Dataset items
········

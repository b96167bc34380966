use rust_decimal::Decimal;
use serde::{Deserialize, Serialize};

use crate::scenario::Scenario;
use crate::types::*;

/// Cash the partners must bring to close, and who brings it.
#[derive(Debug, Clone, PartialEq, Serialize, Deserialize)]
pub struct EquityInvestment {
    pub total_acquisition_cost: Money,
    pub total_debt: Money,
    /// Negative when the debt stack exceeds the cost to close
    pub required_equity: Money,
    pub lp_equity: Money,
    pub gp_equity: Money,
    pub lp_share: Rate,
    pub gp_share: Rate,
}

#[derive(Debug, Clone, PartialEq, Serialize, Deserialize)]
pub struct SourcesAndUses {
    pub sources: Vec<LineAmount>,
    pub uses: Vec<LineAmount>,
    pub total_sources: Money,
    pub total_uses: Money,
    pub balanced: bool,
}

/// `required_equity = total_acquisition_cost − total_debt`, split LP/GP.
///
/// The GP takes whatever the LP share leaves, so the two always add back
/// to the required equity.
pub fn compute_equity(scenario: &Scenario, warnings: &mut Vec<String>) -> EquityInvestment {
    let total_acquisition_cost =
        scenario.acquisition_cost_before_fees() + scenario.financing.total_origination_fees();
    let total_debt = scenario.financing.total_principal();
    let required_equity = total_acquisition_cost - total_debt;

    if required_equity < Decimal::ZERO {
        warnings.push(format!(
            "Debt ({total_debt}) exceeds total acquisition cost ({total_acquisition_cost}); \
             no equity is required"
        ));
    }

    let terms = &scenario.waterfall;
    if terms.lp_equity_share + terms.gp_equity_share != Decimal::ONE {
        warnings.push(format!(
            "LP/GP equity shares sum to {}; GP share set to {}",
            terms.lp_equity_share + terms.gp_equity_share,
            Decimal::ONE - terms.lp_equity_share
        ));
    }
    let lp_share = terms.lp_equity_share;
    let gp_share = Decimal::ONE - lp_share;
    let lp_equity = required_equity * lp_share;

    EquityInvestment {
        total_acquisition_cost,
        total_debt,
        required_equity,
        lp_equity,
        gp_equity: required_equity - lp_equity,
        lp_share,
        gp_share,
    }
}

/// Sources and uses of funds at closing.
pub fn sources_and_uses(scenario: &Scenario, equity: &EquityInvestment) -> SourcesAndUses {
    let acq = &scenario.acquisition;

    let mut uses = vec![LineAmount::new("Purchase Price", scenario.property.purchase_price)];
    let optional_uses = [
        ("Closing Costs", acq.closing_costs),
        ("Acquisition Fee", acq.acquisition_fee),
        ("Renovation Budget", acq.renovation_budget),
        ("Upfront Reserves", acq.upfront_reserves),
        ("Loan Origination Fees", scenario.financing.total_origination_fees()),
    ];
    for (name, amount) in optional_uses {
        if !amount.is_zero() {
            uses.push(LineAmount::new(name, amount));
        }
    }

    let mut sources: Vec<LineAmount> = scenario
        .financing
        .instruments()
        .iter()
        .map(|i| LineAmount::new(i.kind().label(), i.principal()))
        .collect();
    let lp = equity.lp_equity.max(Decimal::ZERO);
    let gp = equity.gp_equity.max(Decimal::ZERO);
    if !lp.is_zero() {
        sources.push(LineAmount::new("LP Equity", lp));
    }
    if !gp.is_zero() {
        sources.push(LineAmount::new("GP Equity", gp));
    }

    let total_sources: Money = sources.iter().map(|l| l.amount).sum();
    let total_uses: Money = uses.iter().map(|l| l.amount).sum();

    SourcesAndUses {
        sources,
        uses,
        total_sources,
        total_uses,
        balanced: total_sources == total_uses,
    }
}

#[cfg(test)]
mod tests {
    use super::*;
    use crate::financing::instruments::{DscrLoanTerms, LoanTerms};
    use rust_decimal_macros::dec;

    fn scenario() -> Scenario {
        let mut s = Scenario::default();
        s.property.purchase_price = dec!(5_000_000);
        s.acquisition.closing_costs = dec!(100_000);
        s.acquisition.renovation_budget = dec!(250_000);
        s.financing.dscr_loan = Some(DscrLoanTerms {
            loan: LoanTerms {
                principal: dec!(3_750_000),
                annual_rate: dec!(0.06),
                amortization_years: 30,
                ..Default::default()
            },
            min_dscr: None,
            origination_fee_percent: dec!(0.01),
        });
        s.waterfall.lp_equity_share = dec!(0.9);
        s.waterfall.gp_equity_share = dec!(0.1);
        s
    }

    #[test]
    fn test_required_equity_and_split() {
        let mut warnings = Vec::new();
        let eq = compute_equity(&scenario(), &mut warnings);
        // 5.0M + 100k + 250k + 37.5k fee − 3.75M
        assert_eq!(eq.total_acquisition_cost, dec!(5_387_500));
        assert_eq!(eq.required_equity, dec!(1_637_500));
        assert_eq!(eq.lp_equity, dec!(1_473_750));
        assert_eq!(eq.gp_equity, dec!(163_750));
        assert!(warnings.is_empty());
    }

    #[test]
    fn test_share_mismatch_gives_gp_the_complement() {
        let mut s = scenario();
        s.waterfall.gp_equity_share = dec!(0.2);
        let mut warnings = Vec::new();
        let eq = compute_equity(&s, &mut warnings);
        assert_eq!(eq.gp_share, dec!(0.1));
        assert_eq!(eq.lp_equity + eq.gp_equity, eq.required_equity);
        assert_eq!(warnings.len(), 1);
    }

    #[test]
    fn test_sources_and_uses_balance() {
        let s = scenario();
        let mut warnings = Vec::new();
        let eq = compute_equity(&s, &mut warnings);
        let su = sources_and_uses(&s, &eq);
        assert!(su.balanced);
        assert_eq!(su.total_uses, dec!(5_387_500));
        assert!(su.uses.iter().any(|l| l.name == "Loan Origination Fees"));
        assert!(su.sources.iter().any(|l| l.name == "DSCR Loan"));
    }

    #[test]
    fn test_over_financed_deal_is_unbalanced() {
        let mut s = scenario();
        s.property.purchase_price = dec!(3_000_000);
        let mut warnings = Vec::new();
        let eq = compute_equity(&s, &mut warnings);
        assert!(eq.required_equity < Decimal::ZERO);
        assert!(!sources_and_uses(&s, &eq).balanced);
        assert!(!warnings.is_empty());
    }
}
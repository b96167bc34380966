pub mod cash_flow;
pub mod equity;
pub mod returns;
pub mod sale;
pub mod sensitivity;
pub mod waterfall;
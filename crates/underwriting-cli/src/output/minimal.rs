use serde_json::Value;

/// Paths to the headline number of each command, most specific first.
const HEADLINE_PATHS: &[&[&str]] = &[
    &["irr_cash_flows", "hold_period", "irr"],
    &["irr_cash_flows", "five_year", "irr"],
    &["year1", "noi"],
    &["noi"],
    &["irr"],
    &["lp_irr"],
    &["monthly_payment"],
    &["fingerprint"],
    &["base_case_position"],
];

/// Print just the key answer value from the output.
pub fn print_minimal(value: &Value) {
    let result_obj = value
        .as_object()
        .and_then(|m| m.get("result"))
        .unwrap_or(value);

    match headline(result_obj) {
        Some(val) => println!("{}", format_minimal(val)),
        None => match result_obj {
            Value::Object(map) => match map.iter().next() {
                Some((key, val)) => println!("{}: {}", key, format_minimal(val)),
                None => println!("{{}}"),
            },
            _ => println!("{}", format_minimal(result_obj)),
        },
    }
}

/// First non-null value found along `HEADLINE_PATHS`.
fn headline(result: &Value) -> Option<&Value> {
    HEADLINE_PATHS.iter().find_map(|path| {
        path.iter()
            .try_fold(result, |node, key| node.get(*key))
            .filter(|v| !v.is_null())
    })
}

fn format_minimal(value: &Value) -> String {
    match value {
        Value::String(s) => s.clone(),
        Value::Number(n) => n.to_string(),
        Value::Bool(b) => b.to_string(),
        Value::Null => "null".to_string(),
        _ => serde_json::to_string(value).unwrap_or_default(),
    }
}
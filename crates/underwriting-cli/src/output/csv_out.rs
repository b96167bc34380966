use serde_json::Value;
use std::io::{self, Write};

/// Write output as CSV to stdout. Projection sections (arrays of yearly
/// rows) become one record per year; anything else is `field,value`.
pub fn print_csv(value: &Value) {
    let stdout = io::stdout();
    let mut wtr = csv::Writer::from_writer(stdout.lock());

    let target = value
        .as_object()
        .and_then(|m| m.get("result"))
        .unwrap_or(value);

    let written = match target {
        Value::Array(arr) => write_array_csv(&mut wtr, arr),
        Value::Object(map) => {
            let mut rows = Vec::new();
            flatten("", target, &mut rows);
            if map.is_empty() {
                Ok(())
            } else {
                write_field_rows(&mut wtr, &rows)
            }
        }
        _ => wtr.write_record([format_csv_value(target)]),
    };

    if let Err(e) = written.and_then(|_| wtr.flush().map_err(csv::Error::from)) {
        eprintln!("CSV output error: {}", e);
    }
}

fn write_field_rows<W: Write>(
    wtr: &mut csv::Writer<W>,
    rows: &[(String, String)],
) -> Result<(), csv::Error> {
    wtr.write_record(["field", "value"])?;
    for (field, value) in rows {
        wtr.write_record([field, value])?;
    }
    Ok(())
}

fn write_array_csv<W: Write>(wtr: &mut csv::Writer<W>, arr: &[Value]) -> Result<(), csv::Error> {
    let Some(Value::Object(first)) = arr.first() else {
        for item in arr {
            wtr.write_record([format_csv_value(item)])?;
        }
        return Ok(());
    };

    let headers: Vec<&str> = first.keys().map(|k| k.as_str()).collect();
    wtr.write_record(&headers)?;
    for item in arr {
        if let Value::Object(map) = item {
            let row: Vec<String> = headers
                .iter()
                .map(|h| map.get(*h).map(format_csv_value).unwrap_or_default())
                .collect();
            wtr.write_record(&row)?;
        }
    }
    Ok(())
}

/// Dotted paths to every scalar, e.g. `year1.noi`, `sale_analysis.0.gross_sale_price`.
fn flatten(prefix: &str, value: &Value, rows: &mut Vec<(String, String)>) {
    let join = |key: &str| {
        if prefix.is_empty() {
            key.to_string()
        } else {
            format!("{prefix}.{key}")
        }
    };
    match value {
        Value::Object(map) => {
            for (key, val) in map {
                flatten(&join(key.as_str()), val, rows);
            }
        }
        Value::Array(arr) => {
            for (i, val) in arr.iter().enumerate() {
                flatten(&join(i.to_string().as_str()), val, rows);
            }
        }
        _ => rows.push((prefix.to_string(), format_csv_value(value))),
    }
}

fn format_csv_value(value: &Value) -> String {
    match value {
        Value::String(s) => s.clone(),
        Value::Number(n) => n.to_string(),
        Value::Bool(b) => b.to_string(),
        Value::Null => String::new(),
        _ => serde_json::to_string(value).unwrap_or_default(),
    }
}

········

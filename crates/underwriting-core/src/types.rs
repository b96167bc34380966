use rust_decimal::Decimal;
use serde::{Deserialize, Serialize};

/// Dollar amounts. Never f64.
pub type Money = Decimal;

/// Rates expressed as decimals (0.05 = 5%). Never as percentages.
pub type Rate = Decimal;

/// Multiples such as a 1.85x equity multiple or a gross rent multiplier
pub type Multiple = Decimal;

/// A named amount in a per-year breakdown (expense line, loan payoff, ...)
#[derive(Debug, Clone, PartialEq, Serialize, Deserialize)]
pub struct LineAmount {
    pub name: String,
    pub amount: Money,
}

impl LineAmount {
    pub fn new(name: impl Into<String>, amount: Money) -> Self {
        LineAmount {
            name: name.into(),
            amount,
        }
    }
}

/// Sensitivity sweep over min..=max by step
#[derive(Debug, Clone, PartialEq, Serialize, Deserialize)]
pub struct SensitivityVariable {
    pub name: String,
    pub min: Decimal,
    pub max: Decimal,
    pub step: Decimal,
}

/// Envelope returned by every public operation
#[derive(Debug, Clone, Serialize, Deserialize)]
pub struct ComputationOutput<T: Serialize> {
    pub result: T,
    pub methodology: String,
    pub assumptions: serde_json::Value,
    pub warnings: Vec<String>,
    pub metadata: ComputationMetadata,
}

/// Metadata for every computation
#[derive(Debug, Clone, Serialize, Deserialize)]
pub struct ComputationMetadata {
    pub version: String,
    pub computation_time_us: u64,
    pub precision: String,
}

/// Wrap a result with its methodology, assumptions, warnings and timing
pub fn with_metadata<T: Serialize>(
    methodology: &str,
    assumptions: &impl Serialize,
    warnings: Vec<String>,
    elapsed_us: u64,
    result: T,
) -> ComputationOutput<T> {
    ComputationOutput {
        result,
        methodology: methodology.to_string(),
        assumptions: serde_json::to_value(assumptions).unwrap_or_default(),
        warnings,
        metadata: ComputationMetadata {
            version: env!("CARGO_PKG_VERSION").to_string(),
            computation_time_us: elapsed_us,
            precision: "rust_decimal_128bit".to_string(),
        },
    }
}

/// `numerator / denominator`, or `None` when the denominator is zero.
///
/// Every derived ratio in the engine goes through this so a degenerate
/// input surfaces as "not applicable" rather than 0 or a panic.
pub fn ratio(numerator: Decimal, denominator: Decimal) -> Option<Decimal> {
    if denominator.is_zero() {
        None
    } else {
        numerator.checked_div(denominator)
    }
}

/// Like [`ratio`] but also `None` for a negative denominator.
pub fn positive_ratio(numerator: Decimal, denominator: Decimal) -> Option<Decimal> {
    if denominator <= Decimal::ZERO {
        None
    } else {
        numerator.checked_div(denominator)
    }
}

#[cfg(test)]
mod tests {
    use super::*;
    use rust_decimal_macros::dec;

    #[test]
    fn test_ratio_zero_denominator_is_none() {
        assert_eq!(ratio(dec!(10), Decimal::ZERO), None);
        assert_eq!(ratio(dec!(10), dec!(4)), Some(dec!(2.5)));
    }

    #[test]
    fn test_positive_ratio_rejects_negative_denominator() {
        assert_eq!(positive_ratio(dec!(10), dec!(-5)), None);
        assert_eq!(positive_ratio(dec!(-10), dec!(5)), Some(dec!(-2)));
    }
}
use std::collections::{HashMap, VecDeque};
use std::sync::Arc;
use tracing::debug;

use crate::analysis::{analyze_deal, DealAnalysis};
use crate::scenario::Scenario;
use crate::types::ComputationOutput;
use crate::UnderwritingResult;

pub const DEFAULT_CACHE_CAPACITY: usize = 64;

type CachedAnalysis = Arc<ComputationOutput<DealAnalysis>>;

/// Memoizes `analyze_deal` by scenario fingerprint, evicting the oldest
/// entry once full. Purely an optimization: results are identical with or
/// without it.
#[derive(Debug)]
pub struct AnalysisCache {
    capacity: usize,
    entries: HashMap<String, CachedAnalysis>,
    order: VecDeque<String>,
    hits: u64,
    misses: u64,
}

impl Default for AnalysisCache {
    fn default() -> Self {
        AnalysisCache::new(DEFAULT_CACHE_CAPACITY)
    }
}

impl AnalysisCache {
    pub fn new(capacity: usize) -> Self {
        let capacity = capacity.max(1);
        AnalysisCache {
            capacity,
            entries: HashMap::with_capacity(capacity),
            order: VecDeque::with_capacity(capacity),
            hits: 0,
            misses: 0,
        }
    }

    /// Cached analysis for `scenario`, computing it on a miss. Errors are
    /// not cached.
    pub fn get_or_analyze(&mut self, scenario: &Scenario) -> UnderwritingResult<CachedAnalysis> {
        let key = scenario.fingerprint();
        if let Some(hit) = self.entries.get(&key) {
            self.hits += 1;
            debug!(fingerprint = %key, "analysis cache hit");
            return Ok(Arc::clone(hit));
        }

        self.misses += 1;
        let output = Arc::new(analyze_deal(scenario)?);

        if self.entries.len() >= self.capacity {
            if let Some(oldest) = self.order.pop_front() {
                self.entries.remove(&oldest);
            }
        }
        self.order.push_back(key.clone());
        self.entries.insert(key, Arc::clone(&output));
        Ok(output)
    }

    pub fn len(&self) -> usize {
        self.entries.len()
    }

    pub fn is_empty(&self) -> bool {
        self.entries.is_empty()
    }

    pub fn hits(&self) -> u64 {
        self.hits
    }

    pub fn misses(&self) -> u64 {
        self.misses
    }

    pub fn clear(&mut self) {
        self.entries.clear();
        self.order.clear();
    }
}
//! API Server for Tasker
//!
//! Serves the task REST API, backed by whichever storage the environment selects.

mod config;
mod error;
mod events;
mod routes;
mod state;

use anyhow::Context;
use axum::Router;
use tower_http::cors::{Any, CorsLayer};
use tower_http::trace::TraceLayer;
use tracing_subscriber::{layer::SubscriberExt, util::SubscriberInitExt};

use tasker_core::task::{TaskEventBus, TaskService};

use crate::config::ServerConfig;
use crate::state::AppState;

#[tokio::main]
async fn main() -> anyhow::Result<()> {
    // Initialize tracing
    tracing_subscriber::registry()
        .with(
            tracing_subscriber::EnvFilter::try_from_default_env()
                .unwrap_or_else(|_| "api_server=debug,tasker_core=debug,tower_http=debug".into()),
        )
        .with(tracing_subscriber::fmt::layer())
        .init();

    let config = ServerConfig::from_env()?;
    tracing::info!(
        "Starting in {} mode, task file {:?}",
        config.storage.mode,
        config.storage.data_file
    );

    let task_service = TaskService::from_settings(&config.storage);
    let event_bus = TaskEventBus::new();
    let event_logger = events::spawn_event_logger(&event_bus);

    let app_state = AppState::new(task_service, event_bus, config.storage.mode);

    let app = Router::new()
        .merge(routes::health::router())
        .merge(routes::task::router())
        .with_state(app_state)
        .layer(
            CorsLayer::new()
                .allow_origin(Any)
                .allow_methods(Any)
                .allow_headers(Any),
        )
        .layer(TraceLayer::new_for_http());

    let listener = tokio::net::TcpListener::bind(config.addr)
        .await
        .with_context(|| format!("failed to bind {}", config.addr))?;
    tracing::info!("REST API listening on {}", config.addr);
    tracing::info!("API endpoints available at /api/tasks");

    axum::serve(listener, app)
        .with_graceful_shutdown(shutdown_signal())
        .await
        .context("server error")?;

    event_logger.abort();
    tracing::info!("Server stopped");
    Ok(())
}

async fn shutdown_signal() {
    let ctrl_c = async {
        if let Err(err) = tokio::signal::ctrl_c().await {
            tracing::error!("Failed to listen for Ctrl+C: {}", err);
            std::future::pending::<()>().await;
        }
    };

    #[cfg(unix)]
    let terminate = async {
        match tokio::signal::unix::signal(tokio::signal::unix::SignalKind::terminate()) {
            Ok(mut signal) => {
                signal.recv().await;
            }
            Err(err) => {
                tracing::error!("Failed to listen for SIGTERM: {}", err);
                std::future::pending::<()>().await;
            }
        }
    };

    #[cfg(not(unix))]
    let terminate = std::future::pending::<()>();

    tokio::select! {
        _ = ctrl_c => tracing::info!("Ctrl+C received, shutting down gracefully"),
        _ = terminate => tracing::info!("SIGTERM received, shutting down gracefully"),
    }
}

········

## TRY IT
Copy each line of the data that contains the word "prefix", leaving the other lines out.

## RESULT OF THE TASK
fn flatten(prefix: &str, value: &Value, rows: &mut Vec<(String, String)>) {
        if prefix.is_empty() {
            format!("{prefix}.{key}")
        _ => rows.push((prefix.to_string(), format_csv_value(value))),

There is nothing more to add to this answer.